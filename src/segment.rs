//! Segment engine: ordered named fields, each bound to a codec, serialized
//! as a fixed sequence of binary records.
//!
//! A segment type is declared once through [`SegmentBuilder`] as an explicit,
//! ordered field-registration list; [`SegmentBuilder::build`] validates the
//! declaration before any encode/decode is possible. Field codecs are built
//! lazily through the injected [`FieldCodecCache`] and shared across every
//! instance of the segment type.
//!
//! Field order is the declaration order, identical for every instance.
//! Encode and decode are all-or-nothing: the first field failure aborts the
//! whole operation, rewrapped with the field's qualified name.

use std::cell::Cell;
use std::collections::{HashMap, HashSet};
use std::fmt;
use std::sync::Arc;

use crate::cache::{FieldCodecCache, PropertyKey};
use crate::codec::{ArcCodec, Codec, CodecDefinition};
use crate::config::Factory;
use crate::cursor::{ReadCursor, WriteCursor};
use crate::error::{short_type_name, CodecError, DefinitionError};
use crate::filter::{apply_filters, FilterDefinition};

/// Per-instance slot for one segment field: the value (absent until set or
/// decoded) plus the cursor offset of its most recent encode/decode.
#[derive(Debug, Clone)]
pub struct Property<T> {
    value: Option<T>,
    last_offset: Cell<Option<usize>>,
}

impl<T> Default for Property<T> {
    fn default() -> Self {
        Property {
            value: None,
            last_offset: Cell::new(None),
        }
    }
}

impl<T> Property<T> {
    pub fn new() -> Self {
        Property::default()
    }

    pub fn get(&self) -> Option<&T> {
        self.value.as_ref()
    }

    pub fn set(&mut self, value: T) {
        self.value = Some(value);
    }

    pub fn take(&mut self) -> Option<T> {
        self.value.take()
    }

    pub fn clear(&mut self) {
        self.value = None;
    }

    pub fn is_set(&self) -> bool {
        self.value.is_some()
    }

    /// Cursor offset at the start of the most recent encode/decode of this
    /// field. Diagnostic only; `None` while the value is absent.
    pub fn last_offset(&self) -> Option<usize> {
        if self.value.is_some() {
            self.last_offset.get()
        } else {
            None
        }
    }

    fn record_offset(&self, offset: usize) {
        self.last_offset.set(Some(offset));
    }
}

/// Projects a segment field for reading.
pub type PropertyRef<S, T> = fn(&S) -> &Property<T>;
/// Projects a segment field for writing.
pub type PropertyMut<S, T> = fn(&mut S) -> &mut Property<T>;

trait ErasedField<S>: Send + Sync {
    fn name(&self) -> &'static str;
    /// Addresses of the slot the read and write accessors resolve to on a
    /// probe instance; used by definition-time wiring validation.
    fn slot_addrs(&self, probe: &mut S) -> (usize, usize);
    fn encode(
        &self,
        seg: &S,
        cache: &FieldCodecCache,
        cursor: &mut WriteCursor,
    ) -> Result<(), CodecError>;
    fn decode(
        &self,
        seg: &mut S,
        cache: &FieldCodecCache,
        cursor: &mut ReadCursor<'_>,
    ) -> Result<(), CodecError>;
}

struct FieldDef<S, T> {
    name: &'static str,
    owner: &'static str,
    get: PropertyRef<S, T>,
    get_mut: PropertyMut<S, T>,
    definition: Arc<dyn CodecDefinition<T>>,
    filters: Vec<Arc<dyn FilterDefinition<T>>>,
}

impl<S, T> FieldDef<S, T> {
    fn qualified(&self) -> String {
        format!("{}.{}", self.owner, self.name)
    }
}

impl<S: 'static, T: 'static> FieldDef<S, T> {
    /// Built at most once per `(owning type, field)` key per cache; the
    /// filter chain folds over the base codec, last filter outermost.
    fn codec(&self, cache: &FieldCodecCache) -> Result<ArcCodec<T>, DefinitionError> {
        cache.get_or_build(PropertyKey::new::<S>(self.name), || {
            let base = self.definition.build_codec()?;
            apply_filters(base, &self.filters)
        })
    }
}

impl<S: 'static, T: 'static> ErasedField<S> for FieldDef<S, T> {
    fn name(&self) -> &'static str {
        self.name
    }

    fn slot_addrs(&self, probe: &mut S) -> (usize, usize) {
        let by_ref = (self.get)(probe) as *const Property<T> as usize;
        let by_mut = (self.get_mut)(probe) as *mut Property<T> as usize;
        (by_ref, by_mut)
    }

    fn encode(
        &self,
        seg: &S,
        cache: &FieldCodecCache,
        cursor: &mut WriteCursor,
    ) -> Result<(), CodecError> {
        let codec = self.codec(cache)?;
        let property = (self.get)(seg);
        property.record_offset(cursor.position());
        match property.get() {
            Some(value) => codec.encode(value, cursor).map_err(|e| CodecError::Field {
                field: self.qualified(),
                source: Box::new(e),
            }),
            None => Err(CodecError::AbsentField {
                field: self.qualified(),
            }),
        }
    }

    fn decode(
        &self,
        seg: &mut S,
        cache: &FieldCodecCache,
        cursor: &mut ReadCursor<'_>,
    ) -> Result<(), CodecError> {
        let codec = self.codec(cache)?;
        let offset = cursor.position();
        let value = codec.decode(cursor).map_err(|e| CodecError::Field {
            field: self.qualified(),
            source: Box::new(e),
        })?;
        let property = (self.get_mut)(seg);
        property.last_offset.set(Some(offset));
        property.value = Some(value);
        Ok(())
    }
}

/// Collects the ordered field registrations of a segment type.
pub struct SegmentBuilder<S> {
    factory: Factory<S>,
    fields: Vec<Arc<dyn ErasedField<S>>>,
}

impl<S: 'static> SegmentBuilder<S> {
    pub fn new(factory: Factory<S>) -> Self {
        SegmentBuilder {
            factory,
            fields: Vec::new(),
        }
    }

    /// Registers the next field in declaration order.
    pub fn field<T: 'static>(
        self,
        name: &'static str,
        get: PropertyRef<S, T>,
        get_mut: PropertyMut<S, T>,
        definition: impl CodecDefinition<T> + 'static,
    ) -> Self {
        self.field_filtered(name, get, get_mut, definition, Vec::new())
    }

    /// Registers a field whose codec is wrapped by `filters` in declaration
    /// order (last filter outermost).
    pub fn field_filtered<T: 'static>(
        mut self,
        name: &'static str,
        get: PropertyRef<S, T>,
        get_mut: PropertyMut<S, T>,
        definition: impl CodecDefinition<T> + 'static,
        filters: Vec<Arc<dyn FilterDefinition<T>>>,
    ) -> Self {
        self.fields.push(Arc::new(FieldDef {
            name,
            owner: short_type_name::<S>(),
            get,
            get_mut,
            definition: Arc::new(definition),
            filters,
        }));
        self
    }

    /// Validates the declaration and produces the segment definition.
    ///
    /// Checks, with every problem collected into one combined error:
    /// - the factory produces an instance (decode needs fresh ones);
    /// - at least one field is registered;
    /// - field names are unique and every registration resolves to its own
    ///   property slot (read and write accessors must agree).
    pub fn build(self, cache: Arc<FieldCodecCache>) -> Result<SegmentDef<S>, DefinitionError> {
        let type_name = short_type_name::<S>();
        let mut problems = Vec::new();

        let mut probe = match (self.factory)() {
            Ok(instance) => Some(instance),
            Err(reason) => {
                problems.push(DefinitionError::Construction { type_name, reason });
                None
            }
        };

        if self.fields.is_empty() {
            problems.push(DefinitionError::NoFields { type_name });
        }

        let mut offenders: Vec<String> = Vec::new();
        let mut names = HashSet::new();
        for field in &self.fields {
            if !names.insert(field.name()) {
                offenders.push(format!("{} (duplicate name)", field.name()));
            }
        }
        if let Some(probe) = probe.as_mut() {
            let mut slots: HashMap<usize, &'static str> = HashMap::new();
            for field in &self.fields {
                let (by_ref, by_mut) = field.slot_addrs(probe);
                if by_ref != by_mut {
                    offenders.push(format!("{} (accessors disagree)", field.name()));
                    continue;
                }
                if let Some(previous) = slots.insert(by_mut, field.name()) {
                    offenders.push(format!(
                        "{} (shares a slot with {})",
                        field.name(),
                        previous
                    ));
                }
            }
        }
        if !offenders.is_empty() {
            problems.push(DefinitionError::MiswiredFields {
                type_name,
                fields: offenders,
            });
        }

        if !problems.is_empty() {
            return Err(DefinitionError::aggregate(problems));
        }

        tracing::debug!(segment = type_name, fields = self.fields.len(), "segment defined");
        Ok(SegmentDef {
            name: type_name,
            factory: self.factory,
            fields: self.fields,
            cache,
        })
    }
}

/// A validated segment type: its ordered fields and the codec cache they
/// build through. Field order is fixed once built.
pub struct SegmentDef<S> {
    name: &'static str,
    factory: Factory<S>,
    fields: Vec<Arc<dyn ErasedField<S>>>,
    cache: Arc<FieldCodecCache>,
}

impl<S> Clone for SegmentDef<S> {
    fn clone(&self) -> Self {
        SegmentDef {
            name: self.name,
            factory: Arc::clone(&self.factory),
            fields: self.fields.clone(),
            cache: Arc::clone(&self.cache),
        }
    }
}

impl<S> fmt::Debug for SegmentDef<S> {
    fn fmt(&self, f: &mut fmt::Formatter<'_>) -> fmt::Result {
        f.debug_struct("SegmentDef")
            .field("name", &self.name)
            .field(
                "fields",
                &self.fields.iter().map(|x| x.name()).collect::<Vec<_>>(),
            )
            .finish()
    }
}

impl<S: 'static> SegmentDef<S> {
    pub fn name(&self) -> &'static str {
        self.name
    }

    pub fn field_count(&self) -> usize {
        self.fields.len()
    }

    /// Fresh instance with every field absent.
    pub fn new_instance(&self) -> Result<S, CodecError> {
        (self.factory)().map_err(|reason| {
            CodecError::Definition(DefinitionError::Construction {
                type_name: self.name,
                reason,
            })
        })
    }

    /// Encode every field in declaration order into a new buffer.
    pub fn encode(&self, seg: &S) -> Result<Vec<u8>, CodecError> {
        let mut cursor = WriteCursor::new();
        self.encode_into(seg, &mut cursor)?;
        Ok(cursor.into_bytes())
    }

    /// Encode onto an existing cursor. All-or-nothing: an absent field value
    /// fails with that field's name and nothing after it is written.
    pub fn encode_into(&self, seg: &S, cursor: &mut WriteCursor) -> Result<(), CodecError> {
        tracing::trace!(segment = self.name, "encode");
        for field in &self.fields {
            field.encode(seg, &self.cache, cursor)?;
        }
        Ok(())
    }

    /// Decode a buffer into a brand-new instance, consuming it exactly to
    /// the end: unread bytes after the last field are a trailing-data error.
    pub fn decode(&self, bytes: &[u8]) -> Result<S, CodecError> {
        let mut cursor = ReadCursor::new(bytes);
        let seg = self.decode_from(&mut cursor)?;
        if !cursor.is_empty() {
            return Err(CodecError::TrailingData {
                segment: self.name,
                remaining: cursor.remaining(),
            });
        }
        Ok(seg)
    }

    /// Decode from a cursor, consuming exactly the fields' bytes and leaving
    /// the cursor at the first byte after them. The trailing-data check
    /// belongs to the buffer boundary ([`Self::decode`]); use this form when
    /// the segment sits inside a larger buffer, handing it a bounded
    /// [`ReadCursor::take`] view if a strict inner boundary is needed.
    pub fn decode_from(&self, cursor: &mut ReadCursor<'_>) -> Result<S, CodecError> {
        tracing::trace!(segment = self.name, "decode");
        let mut seg = self.new_instance()?;
        for field in &self.fields {
            field.decode(&mut seg, &self.cache, cursor)?;
        }
        Ok(seg)
    }

    /// Adapts this segment into a codec definition so it can be bound as a
    /// field of an outer segment.
    pub fn codec_definition(&self) -> SegmentCodecDefinition<S> {
        SegmentCodecDefinition { def: self.clone() }
    }
}

/// [`CodecDefinition`] adapter for a segment used as a field value.
pub struct SegmentCodecDefinition<S> {
    def: SegmentDef<S>,
}

impl<S> Clone for SegmentCodecDefinition<S> {
    fn clone(&self) -> Self {
        SegmentCodecDefinition {
            def: self.def.clone(),
        }
    }
}

impl<S: 'static> CodecDefinition<S> for SegmentCodecDefinition<S> {
    fn build_codec(&self) -> Result<ArcCodec<S>, DefinitionError> {
        Ok(Arc::new(SegmentCodec {
            def: self.def.clone(),
        }))
    }
}

struct SegmentCodec<S> {
    def: SegmentDef<S>,
}

impl<S: 'static> Codec<S> for SegmentCodec<S> {
    fn encode(&self, value: &S, cursor: &mut WriteCursor) -> Result<(), CodecError> {
        self.def.encode_into(value, cursor)
    }

    fn decode(&self, cursor: &mut ReadCursor<'_>) -> Result<S, CodecError> {
        self.def.decode_from(cursor)
    }
}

(What is required) Report how many lines above hold the string "ReadCursor", giving nothing but the number.

(Task response) 7